4.5 L'auteur est né au Suriname et vit aux Pays-Bas depuis de nombreuses années. Avant d'entrer à l'École de police, il a suivi des cours de formation professionnelle supérieure à l'École de service social, puis il a travaillé comme enseignant. Il est entré à l'École de police le 20 août 1991, à l'issue d'une procédure de sélection qui ne différait de la procédure d'entrée habituelle appliquée aux élèves d'origine néerlandaise que sur quelques points de détail. Son admission signifiait qu'en tant qu'élève il était aussi fonctionnaire employé à titre temporaire par le Ministre de l'intérieur.


4.6 Le 6 juillet 1992, à la fin de sa première année d'études à l'École de police, l'auteur a été informé par le secrétaire du Comité responsable de l'organisation des examens qu'il n'était pas admis en deuxième année car ses résultats étaient insatisfaisants. En réalité, ses résultats étaient tels qu'il aurait pu être expulsé de l'École. Toutefois, il était autorisé à redoubler la première année. À ce stade, il ne s'est pas plaint d'attitudes discriminatoires à l'intérieur de l'École, ni envers lui-même ni envers ses camarades. À la fin de la deuxième année, ses résultats ont été de nouveau si médiocres que les enseignants ont estimé qu'il y avait lieu d'en discuter avec lui.

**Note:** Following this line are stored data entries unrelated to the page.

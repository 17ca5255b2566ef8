use crate::error::TransportError;
use crate::protocol::varint::{put_varint, try_get_varint};
use bytes::{Buf, BufMut, Bytes, BytesMut};

const FRAME_TYPE_STREAM_BASE: u8 = 0x08;
const FLAG_OFF: u8 = 0x04;
const FLAG_LEN: u8 = 0x02;
const FLAG_FIN: u8 = 0x01;

/// Application data on one stream. The OFF and LEN bits of the type byte
///  toggle the presence of the offset and length fields; this codec always
///  writes an explicit length so frames can be packed.
#[derive(Clone, Debug, PartialEq, Eq)]
pub struct StreamFrame {
    stream_id: u64,
    offset: u64,
    fin: bool,
    data: Bytes,
}

impl StreamFrame {
    pub fn new(stream_id: u64, offset: u64, fin: bool, data: Bytes) -> StreamFrame {
        StreamFrame { stream_id, offset, fin, data }
    }

    pub fn stream_id(&self) -> u64 {
        self.stream_id
    }

    pub fn offset(&self) -> u64 {
        self.offset
    }

    pub fn is_fin(&self) -> bool {
        self.fin
    }

    pub fn data(&self) -> &Bytes {
        &self.data
    }

    pub fn ser(&self, buf: &mut BytesMut) {
        let mut type_byte = FRAME_TYPE_STREAM_BASE | FLAG_LEN;
        if self.offset > 0 {
            type_byte |= FLAG_OFF;
        }
        if self.fin {
            type_byte |= FLAG_FIN;
        }
        buf.put_u8(type_byte);

        put_varint(buf, self.stream_id);
        if self.offset > 0 {
            put_varint(buf, self.offset);
        }
        put_varint(buf, self.data.len() as u64);
        buf.put_slice(&self.data);
    }

    pub fn deser(buf: &mut impl Buf) -> Result<StreamFrame, TransportError> {
        if !buf.has_remaining() {
            return Err(TransportError::Truncated);
        }
        let type_byte = buf.get_u8();
        if type_byte & !0x07 != FRAME_TYPE_STREAM_BASE {
            return Err(TransportError::UnsupportedFrame { type_byte });
        }

        let stream_id = try_get_varint(buf)?;
        let offset = if type_byte & FLAG_OFF != 0 { try_get_varint(buf)? } else { 0 };
        let len = if type_byte & FLAG_LEN != 0 {
            try_get_varint(buf)? as usize
        } else {
            // without LEN the frame extends to the end of the packet
            buf.remaining()
        };
        if buf.remaining() < len {
            return Err(TransportError::Truncated);
        }

        Ok(StreamFrame {
            stream_id,
            offset,
            fin: type_byte & FLAG_FIN != 0,
            data: buf.copy_to_bytes(len),
        })
    }
}

#[cfg(test)]
mod tests {
    use super::*;
    use rstest::rstest;

    #[rstest]
    #[case::no_offset(StreamFrame::new(4, 0, false, Bytes::from_static(b"hi")),
        vec![0x0a, 4, 2, b'h', b'i'])]
    #[case::with_offset(StreamFrame::new(4, 10, false, Bytes::from_static(b"hi")),
        vec![0x0e, 4, 10, 2, b'h', b'i'])]
    #[case::fin(StreamFrame::new(4, 10, true, Bytes::from_static(b"")),
        vec![0x0f, 4, 10, 0])]
    fn test_roundtrip(#[case] frame: StreamFrame, #[case] expected: Vec<u8>) {
        let mut buf = BytesMut::new();
        frame.ser(&mut buf);
        assert_eq!(buf.as_ref(), expected.as_slice());

        assert_eq!(StreamFrame::deser(&mut buf.freeze()).unwrap(), frame);
    }

    #[test]
    fn test_deser_without_len_takes_rest() {
        // type 0x08: neither OFF nor LEN nor FIN
        let bytes = vec![0x08, 4, b'h', b'i'];
        let frame = StreamFrame::deser(&mut bytes.as_slice()).unwrap();

        assert_eq!(frame.stream_id(), 4);
        assert_eq!(frame.offset(), 0);
        assert_eq!(frame.data().as_ref(), b"hi");
        assert!(!frame.is_fin());
    }

    #[test]
    fn test_truncated_data() {
        let bytes = vec![0x0a, 4, 5, b'h'];
        assert_eq!(StreamFrame::deser(&mut bytes.as_slice()), Err(TransportError::Truncated));
    }
}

Comme il avait été absent (pour cause de maladie) et qu'il n'avait pu passer tous ses examens, l'École a décidé de lui donner une seconde chance de les passer. Le directeur de l'École l'a donc invité à le rencontrer pour faire le point.

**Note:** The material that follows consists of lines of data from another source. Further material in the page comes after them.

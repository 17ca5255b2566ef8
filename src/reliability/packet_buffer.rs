use crate::protocol::frames::AckBlock;
use crate::protocol::packet::{EncryptionLevel, Packet};
use crate::protocol::packet_number::PacketNumber;
use std::collections::BTreeMap;

/// One buffered outbound packet, waiting for acknowledgment.
pub(crate) struct SentPacket {
    pub packet: Packet,
    pub sent_at_nanos: u64,
}

/// The sent-packet registry: every ack-eliciting outbound packet, keyed by
///  packet number, until it is acknowledged or declared lost.
///
/// Also the home of the LargestAcked watermark. The watermark advances for
///  every packet number appearing in a received ACK block, whether or not
///  that number is (still) buffered - peers may ack speculatively or
///  repeatedly.
pub(crate) struct PacketBuffer {
    buffer: BTreeMap<PacketNumber, SentPacket>,
    largest_acked: PacketNumber,
}

impl PacketBuffer {
    pub fn new() -> PacketBuffer {
        PacketBuffer {
            buffer: BTreeMap::new(),
            largest_acked: PacketNumber::MIN,
        }
    }

    pub fn insert(&mut self, packet: Packet, sent_at_nanos: u64) {
        self.buffer.insert(packet.packet_number(), SentPacket { packet, sent_at_nanos });
    }

    /// Removes every buffered packet number within the block, returning the
    ///  numbers actually removed. The expansion is a deliberate per-number
    ///  loop - QUIC ack blocks are small in practice, and removal must be
    ///  idempotent per number.
    pub fn remove_range(&mut self, block: &AckBlock) -> Vec<PacketNumber> {
        let mut removed = Vec::new();
        for raw in block.smallest().to_raw()..=block.largest().to_raw() {
            let pn = PacketNumber::from_raw(raw);
            if self.buffer.remove(&pn).is_some() {
                removed.push(pn);
            }
        }
        removed
    }

    pub fn remove(&mut self, packet_number: PacketNumber) -> Option<SentPacket> {
        self.buffer.remove(&packet_number)
    }

    /// Advances the LargestAcked watermark; never regresses.
    pub fn note_acked(&mut self, packet_number: PacketNumber) {
        self.largest_acked = self.largest_acked.max(packet_number);
    }

    pub fn largest_acked(&self) -> PacketNumber {
        self.largest_acked
    }

    /// Packet numbers whose entries have been in flight for longer than
    ///  `threshold_nanos` at time `now_nanos`.
    pub fn expired(&self, now_nanos: u64, threshold_nanos: u64) -> Vec<PacketNumber> {
        self.buffer.iter()
            .filter(|(_, sent)| now_nanos.saturating_sub(sent.sent_at_nanos) > threshold_nanos)
            .map(|(&pn, _)| pn)
            .collect()
    }

    /// Retires all entries of one key epoch, e.g. when that epoch's keys are
    ///  discarded. Returns the retired numbers.
    pub fn drain_level(&mut self, level: EncryptionLevel) -> Vec<PacketNumber> {
        let drained = self.buffer.iter()
            .filter(|(_, sent)| sent.packet.encryption_level() == level)
            .map(|(&pn, _)| pn)
            .collect::<Vec<_>>();
        for pn in &drained {
            self.buffer.remove(pn);
        }
        drained
    }

    pub fn clear(&mut self) {
        self.buffer.clear();
    }

    #[cfg(test)]
    pub fn packet_numbers(&self) -> Vec<PacketNumber> {
        self.buffer.keys().cloned().collect()
    }
}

4.7 Lors de cette rencontre, le 6 septembre 1993, le directeur a informé l'auteur qu'il avait jusqu'à la fin du mois d'octobre 1993 pour passer les examens restants. L'auteur ne s'est pas non plus plaint à ce moment-là d'avoir subi un traitement discriminatoire. Le 16 septembre 1993, un projet de calendrier ayant été établi, l'auteur a été invité à en discuter mais il a refusé de le faire. Il a ensuite été formellement invité à passer ses examens. Il a alors déclaré qu'il était malade et ne s'est pas présenté le jour des épreuves.


4.8 Le 24 septembre 1993, lors d'une réunion de l'équipe médico-sociale de l'École de police, il a été noté que de l'avis des professeurs, l'auteur était parfaitement capable d'obtenir de bons résultats. En revanche, des doutes ont été émis quant aux raisons qu'il avait données de son absence. Il n'a été fait référence ni à la couleur de sa peau ni à son origine ethnique.

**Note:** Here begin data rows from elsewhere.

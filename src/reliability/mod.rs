//! The reliability core: the pipeline middleware between decrypted-packet
//!  ingress and frame egress.
//!
//! Three cooperating parts live behind one lock:
//! * [`packet_buffer::PacketBuffer`] - the sent-packet registry, holding
//!   every ack-eliciting outbound packet until the peer acknowledges it or
//!   the loss sweep retires it
//! * [`ack_aggregator::AckAggregator`] - the received-packet-number set,
//!   drained into compact ack block runs on flush
//! * the loss-detection sweep - a periodic task that resends the frames of
//!   timed-out packets under a fresh packet number
//!
//! All three event streams of a connection (ingress, egress, sweep ticks)
//!  are serialized on the inner write lock: each handler runs to completion
//!  before the next one observes state. A packet inserted by `before_send`
//!  is therefore always visible to a subsequent `on_receive`, and a sweep
//!  tick can never declare a packet lost that an interleaved ack just
//!  retired. The sweep retires lost entries under the lock but resubmits
//!  their frames only after releasing it, because resent frames come back
//!  through `before_send` under their fresh packet numbers.

mod ack_aggregator;
mod ack_delay;
mod packet_buffer;

pub use ack_delay::AckDelay;

use crate::config::Configuration;
use crate::error::TransportError;
use crate::pipeline::{AckListener, FrameSender, PipelineContext};
use crate::protocol::frames::{AckFrame, Frame};
use crate::protocol::packet::{EncryptionLevel, Packet};
use crate::protocol::packet_number::PacketNumber;
use crate::timing::Ticker;
use ack_aggregator::AckAggregator;
use packet_buffer::PacketBuffer;
use std::sync::Arc;
use std::sync::Mutex as StdMutex;
use std::time::Duration;
use tokio::sync::RwLock;
use tokio::task::JoinHandle;
use tokio::time::interval;
use tracing::{debug, trace, warn};

struct Inner {
    buffer: PacketBuffer,
    acks: AckAggregator,
    closed: bool,
}

pub struct PacketBufferManager {
    inner: Arc<RwLock<Inner>>,
    frame_sender: Arc<dyn FrameSender>,
    ack_listener: Option<Arc<dyn AckListener>>,
    ack_delay: AckDelay,
    ticker: Arc<dyn Ticker>,
    loss_threshold_nanos: u64,
    sweep_period: Duration,
    sweep_handle: StdMutex<Option<JoinHandle<()>>>,
}

impl Drop for PacketBufferManager {
    fn drop(&mut self) {
        if let Some(handle) = self.sweep_handle.lock().expect("sweep handle lock poisoned").take() {
            handle.abort();
        }
    }
}

impl PacketBufferManager {
    pub fn new(
        config: &Configuration,
        frame_sender: Arc<dyn FrameSender>,
        ack_listener: Option<Arc<dyn AckListener>>,
        ticker: Arc<dyn Ticker>,
    ) -> PacketBufferManager {
        PacketBufferManager {
            inner: Arc::new(RwLock::new(Inner {
                buffer: PacketBuffer::new(),
                acks: AckAggregator::new(config.max_pending_acks),
                closed: false,
            })),
            frame_sender,
            ack_listener,
            ack_delay: AckDelay::new(config.ack_delay_exponent, ticker.clone()),
            ticker,
            loss_threshold_nanos: config.loss_threshold.as_nanos() as u64,
            sweep_period: config.max_ack_delay,
            sweep_handle: StdMutex::new(None),
        }
    }

    /// Starts the periodic loss-detection sweep. Registered once; the task
    ///  is cancelled by [`close`](Self::close) and on drop.
    pub fn spawn_loss_detection_loop(&self) {
        let mut handle = self.sweep_handle.lock().expect("sweep handle lock poisoned");
        if handle.is_some() {
            warn!("loss detection loop already spawned");
            return;
        }
        *handle = Some(tokio::spawn(Self::sweep_loop(
            self.inner.clone(),
            self.frame_sender.clone(),
            self.ticker.clone(),
            self.loss_threshold_nanos,
            self.sweep_period,
        )));
    }

    /// Egress: piggyback any pending acks onto the outgoing packet, register
    ///  it for retransmission if it elicits an ack, then forward it.
    ///
    /// The buffer insert happens before the forward so a near-instant ack
    ///  cannot race ahead of the buffer write.
    pub async fn before_send(
        &self,
        packet: Packet,
        ctx: &dyn PipelineContext,
    ) -> Result<(), TransportError> {
        let mut inner = self.inner.write().await;
        if inner.closed {
            return Err(TransportError::ConnectionClosed);
        }

        let packet = match inner.acks.drain() {
            Some((blocks, largest_arrival_nanos)) => {
                trace!("piggybacking acks {:?} onto outgoing packet {}", blocks, packet.packet_number());
                let ack = AckFrame::new(self.ack_delay.since(largest_arrival_nanos), blocks);
                packet.with_frame(Frame::Ack(ack))
            }
            None => packet,
        };

        if packet.payload().is_ack_eliciting() {
            inner.buffer.insert(packet.clone(), self.ticker.now_nanos());
            debug!("buffered packet {}", packet.packet_number());
        }

        ctx.next(packet).await;
        Ok(())
    }

    /// Ingress: validate and absorb a received packet, retire buffered
    ///  packets it acknowledges, emit a standalone ack when the packet calls
    ///  for one, then forward it to the next stage.
    pub async fn on_receive(
        &self,
        packet: Packet,
        ctx: &dyn PipelineContext,
    ) -> Result<(), TransportError> {
        let mut inner = self.inner.write().await;
        if inner.closed {
            debug!("dropping ingress packet {} on closed connection", packet.packet_number());
            return Ok(());
        }

        let state = ctx.state();
        if packet.payload().has_application_data() && !state.admits_application_data() {
            warn!("received application data in packet {} while in state {:?}", packet.packet_number(), state);
            return Err(TransportError::FatalState { state });
        }

        for frame in packet.payload().frames() {
            if let Frame::Ack(ack) = frame {
                for block in ack.blocks() {
                    if !block.is_well_formed() {
                        warn!("received ack block with inverted bounds [{}, {}]", block.smallest(), block.largest());
                        return Err(TransportError::MalformedAck {
                            smallest: block.smallest().to_raw(),
                            largest: block.largest().to_raw(),
                        });
                    }
                }
            }
        }

        let must_flush = inner.acks.record(packet.packet_number(), self.ticker.now_nanos());
        trace!("recorded received packet {}", packet.packet_number());

        for frame in packet.payload().frames() {
            if let Frame::Ack(ack) = frame {
                self.process_ack_frame(&mut inner, ack).await;
            }
        }

        if must_flush || AckAggregator::should_flush(&packet) {
            if must_flush {
                debug!("pending ack set at capacity - forcing a flush");
            }
            self.flush_acks(&mut inner, ctx).await;
        }

        ctx.next(packet).await;
        Ok(())
    }

    async fn process_ack_frame(&self, inner: &mut Inner, ack: &AckFrame) {
        for block in ack.blocks() {
            // the watermark tracks every acked number, buffered or not -
            //  peers may ack retransmissions we already retired, or our own
            //  standalone acks which were never buffered
            inner.buffer.note_acked(block.largest());

            for pn in inner.buffer.remove_range(block) {
                debug!("peer acked packet {}", pn);
                if let Some(listener) = &self.ack_listener {
                    listener.on_ack(pn).await;
                }
            }
        }
    }

    async fn flush_acks(&self, inner: &mut Inner, ctx: &dyn PipelineContext) {
        if let Some((blocks, largest_arrival_nanos)) = inner.acks.drain() {
            debug!("flushing acks {:?}", blocks);
            let ack = AckFrame::new(self.ack_delay.since(largest_arrival_nanos), blocks);
            ctx.send_frame(Frame::Ack(ack)).await;
        }
    }

    /// One loss-detection sweep at the current tick time. Invoked
    ///  periodically by the spawned loop; exposed so tests (and alternative
    ///  timer hosts) can drive it directly.
    pub async fn run_loss_detection(&self) {
        Self::detect_and_resend(
            &self.inner,
            self.frame_sender.as_ref(),
            self.ticker.as_ref(),
            self.loss_threshold_nanos,
        ).await;
    }

    async fn detect_and_resend(
        inner: &RwLock<Inner>,
        frame_sender: &dyn FrameSender,
        ticker: &dyn Ticker,
        threshold_nanos: u64,
    ) {
        let mut resends = Vec::new();
        {
            let mut inner = inner.write().await;
            if inner.closed {
                return;
            }

            let now_nanos = ticker.now_nanos();
            for pn in inner.buffer.expired(now_nanos, threshold_nanos) {
                if let Some(sent) = inner.buffer.remove(pn) {
                    debug!("packet {} timed out - resending its frames under a fresh number", pn);
                    let level = sent.packet.encryption_level();
                    for frame in sent.packet.payload().frames() {
                        // acks and padding are state, not payload - they are
                        //  regenerated, never resent
                        if frame.is_ack_eliciting() {
                            resends.push((frame.clone(), level));
                        }
                    }
                }
            }
        }

        // the lock is released first: resent frames travel back through
        //  before_send, which takes it again for the fresh packet
        for (frame, level) in resends {
            frame_sender.send(frame, level).await;
        }
    }

    async fn sweep_loop(
        inner: Arc<RwLock<Inner>>,
        frame_sender: Arc<dyn FrameSender>,
        ticker: Arc<dyn Ticker>,
        threshold_nanos: u64,
        period: Duration,
    ) {
        let mut sweep_interval = interval(period);
        loop {
            sweep_interval.tick().await;
            Self::detect_and_resend(&inner, frame_sender.as_ref(), ticker.as_ref(), threshold_nanos).await;
        }
    }

    /// A send future completed with an error: the packet never made it onto
    ///  the wire and will never be acked, so its buffer entry is discarded.
    ///  The frames are not resubmitted from here; a transport that cannot
    ///  dispatch datagrams is a connection-level problem.
    pub async fn on_send_failure(&self, packet_number: PacketNumber) {
        let mut inner = self.inner.write().await;
        if inner.buffer.remove(packet_number).is_some() {
            debug!("discarding buffered packet {} after transport send failure", packet_number);
        }
    }

    /// Retires all buffered packets of one key epoch without resend. Frames
    ///  protected under discarded keys must not reappear under newer keys;
    ///  if their content still matters, a higher layer re-issues it.
    pub async fn on_keys_discarded(&self, level: EncryptionLevel) {
        let mut inner = self.inner.write().await;
        for pn in inner.buffer.drain_level(level) {
            debug!("dropping buffered packet {} after {:?} keys were discarded - not resending", pn, level);
        }
    }

    pub async fn largest_acked(&self) -> PacketNumber {
        self.inner.read().await.buffer.largest_acked()
    }

    /// Stops accepting egress packets, drops all buffered state and cancels
    ///  the loss-detection task. Ingress packets arriving afterwards are
    ///  dropped silently.
    pub async fn close(&self) {
        {
            let mut inner = self.inner.write().await;
            inner.closed = true;
            inner.buffer.clear();
            inner.acks.clear();
        }
        if let Some(handle) = self.sweep_handle.lock().expect("sweep handle lock poisoned").take() {
            handle.abort();
        }
    }

    #[cfg(test)]
    pub(crate) async fn buffered_packet_numbers(&self) -> Vec<PacketNumber> {
        self.inner.read().await.buffer.packet_numbers()
    }
}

4.9 En décembre 1993, le Comité responsable de l'organisation des examens a décidé de proposer au directeur de l'École de renvoyer l'auteur le 1er mars 1994. Le directeur a notifié son renvoi à l'auteur le 26 janvier 1994. Le représentant de l'auteur a, par lettres datées du 18 février et du 24 mars 1994, demandé qu'une nouvelle chance soit donnée à l'auteur mais ce dernier a été renvoyé le 1er octobre 1994.


4.10 L'auteur a recouru contre son renvoi le 5 août 1994. Il a affirmé que ses notes médiocres et ses fréquentes absences n'étaient que la conséquence de la façon dont il avait été traité par le corps enseignant de l'École. Il a également déclaré que le Ministre avait eu tort de ne pas tenir compte dans son cas de la recommandation nº 4 de la Commission Boekraad mentionnée plus haut. À l'audience, tenue le 26 septembre 1994 dans le cadre de la procédure de recours, l'auteur a donné des exemples tendant à prouver que les enseignants avaient manqué d'objectivité à son égard. Toutefois, ces exemples ne faisaient nullement état de discrimination. Il a mentionné:

4.11 Le 1er décembre 1994, le Ministre a déclaré que le recours formé par l'auteur était dépourvu de fondement au motif qu'il n'avait pas été promis à l'auteur, ainsi que celui-ci l'avait prétendu, qu'aucune mesure affectant son statut juridique ne serait prise avant la fin de l'enquête de la Commission Boekraad. Le Ministre a également noté que, dans l'attente des recommandations de la Commission, la décision de renvoi avait été prise après mûre réflexion. De l'avis du Ministre, le renvoi était motivé par l'incapacité avérée de l'auteur à suivre cette formation, ainsi qu'en témoignaient ses mauvaises notes; de plus, l'auteur n'avait pas démontré de manière satisfaisante qu'il y avait le moindre lien de cause à effet entre ses mauvaises notes et la discrimination dont il affirmait avoir souffert.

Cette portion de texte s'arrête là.